(Saved entries)
-- -- --

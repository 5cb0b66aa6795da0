//! TeamCity service messages
//!
//! CI parses these lines byte-for-byte:
//! `##teamcity[testStarted timestamp='2024-05-01T10:00:00.000' name='A.b']`

use std::io::Write;

use chrono::{DateTime, Utc};

use super::context::LogEntry;
use super::listener::TestListener;

#[derive(Debug, Clone, Copy, PartialEq, Eq)]
pub enum MarkerKind {
    Started,
    Finished,
    Failed,
    Ignored,
}

impl MarkerKind {
    fn as_str(self) -> &'static str {
        match self {
            MarkerKind::Started => "testStarted",
            MarkerKind::Finished => "testFinished",
            MarkerKind::Failed => "testFailed",
            MarkerKind::Ignored => "testIgnored",
        }
    }
}

/// Escape a value with TeamCity's `|` rules
pub fn escape(value: &str) -> String {
    let mut out = String::with_capacity(value.len());
    for c in value.chars() {
        match c {
            '|' => out.push_str("||"),
            '\'' => out.push_str("|'"),
            '\n' => out.push_str("|n"),
            '\r' => out.push_str("|r"),
            '[' => out.push_str("|["),
            ']' => out.push_str("|]"),
            _ => out.push(c),
        }
    }
    out
}

pub fn timestamp(at: DateTime<Utc>) -> String {
    at.format("%Y-%m-%dT%H:%M:%S%.3f").to_string()
}

pub fn marker(kind: MarkerKind, name: &str, at: DateTime<Utc>) -> String {
    format!(
        "##teamcity[{} timestamp='{}' name='{}']",
        kind.as_str(),
        timestamp(at),
        escape(name)
    )
}

/// Listener that writes markers to a stream (stdout by default)
pub struct TeamCityReporter {
    out: Box<dyn Write>,
}

impl TeamCityReporter {
    pub fn stdout() -> Self {
        Self::new(Box::new(std::io::stdout()))
    }

    pub fn new(out: Box<dyn Write>) -> Self {
        Self { out }
    }

    fn emit(&mut self, kind: MarkerKind, name: &str) {
        // Nothing sensible to do if the console is gone
        let _ = writeln!(self.out, "{}", marker(kind, name, Utc::now()));
        let _ = self.out.flush();
    }
}

impl TestListener for TeamCityReporter {
    fn on_started(&mut self, name: &str) {
        self.emit(MarkerKind::Started, name);
    }

    fn on_passed(&mut self, name: &str, _logs: &[LogEntry]) {
        self.emit(MarkerKind::Finished, name);
    }

    fn on_ignored(&mut self, name: &str, _reason: &str) {
        self.emit(MarkerKind::Ignored, name);
    }

    fn on_failed(&mut self, name: &str, _logs: &[LogEntry]) {
        self.emit(MarkerKind::Failed, name);
    }
}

-- -- --

> [BRIEF]:
All the lines above are to be copied exactly, with none left out.

> [TASK OUTPUT]:
repository 5cb0b66aa6795da0
//! TeamCity service messages
//!
//! CI parses these lines byte-for-byte:
//! `##teamcity[testStarted timestamp='2024-05-01T10:00:00.000' name='A.b']`

use std::io::Write;

use chrono::{DateTime, Utc};

use super::context::LogEntry;
use super::listener::TestListener;

#[derive(Debug, Clone, Copy, PartialEq, Eq)]
pub enum MarkerKind {
    Started,
    Finished,
    Failed,
    Ignored,
}

impl MarkerKind {
    fn as_str(self) -> &'static str {
        match self {
            MarkerKind::Started => "testStarted",
            MarkerKind::Finished => "testFinished",
            MarkerKind::Failed => "testFailed",
            MarkerKind::Ignored => "testIgnored",
        }
    }
}

/// Escape a value with TeamCity's `|` rules
pub fn escape(value: &str) -> String {
    let mut out = String::with_capacity(value.len());
    for c in value.chars() {
        match c {
            '|' => out.push_str("||"),
            '\'' => out.push_str("|'"),
            '\n' => out.push_str("|n"),
            '\r' => out.push_str("|r"),
            '[' => out.push_str("|["),
            ']' => out.push_str("|]"),
            _ => out.push(c),
        }
    }
    out
}

pub fn timestamp(at: DateTime<Utc>) -> String {
    at.format("%Y-%m-%dT%H:%M:%S%.3f").to_string()
}

pub fn marker(kind: MarkerKind, name: &str, at: DateTime<Utc>) -> String {
    format!(
        "##teamcity[{} timestamp='{}' name='{}']",
        kind.as_str(),
        timestamp(at),
        escape(name)
    )
}

/// Listener that writes markers to a stream (stdout by default)
pub struct TeamCityReporter {
    out: Box<dyn Write>,
}

impl TeamCityReporter {
    pub fn stdout() -> Self {
        Self::new(Box::new(std::io::stdout()))
    }

    pub fn new(out: Box<dyn Write>) -> Self {
        Self { out }
    }

    fn emit(&mut self, kind: MarkerKind, name: &str) {
        // Nothing sensible to do if the console is gone
        let _ = writeln!(self.out, "{}", marker(kind, name, Utc::now()));
        let _ = self.out.flush();
    }
}

impl TestListener for TeamCityReporter {
    fn on_started(&mut self, name: &str) {
        self.emit(MarkerKind::Started, name);
    }

    fn on_passed(&mut self, name: &str, _logs: &[LogEntry]) {
        self.emit(MarkerKind::Finished, name);
    }

    fn on_ignored(&mut self, name: &str, _reason: &str) {
        self.emit(MarkerKind::Ignored, name);
    }

    fn on_failed(&mut self, name: &str, _logs: &[LogEntry]) {
        self.emit(MarkerKind::Failed, name);
    }
}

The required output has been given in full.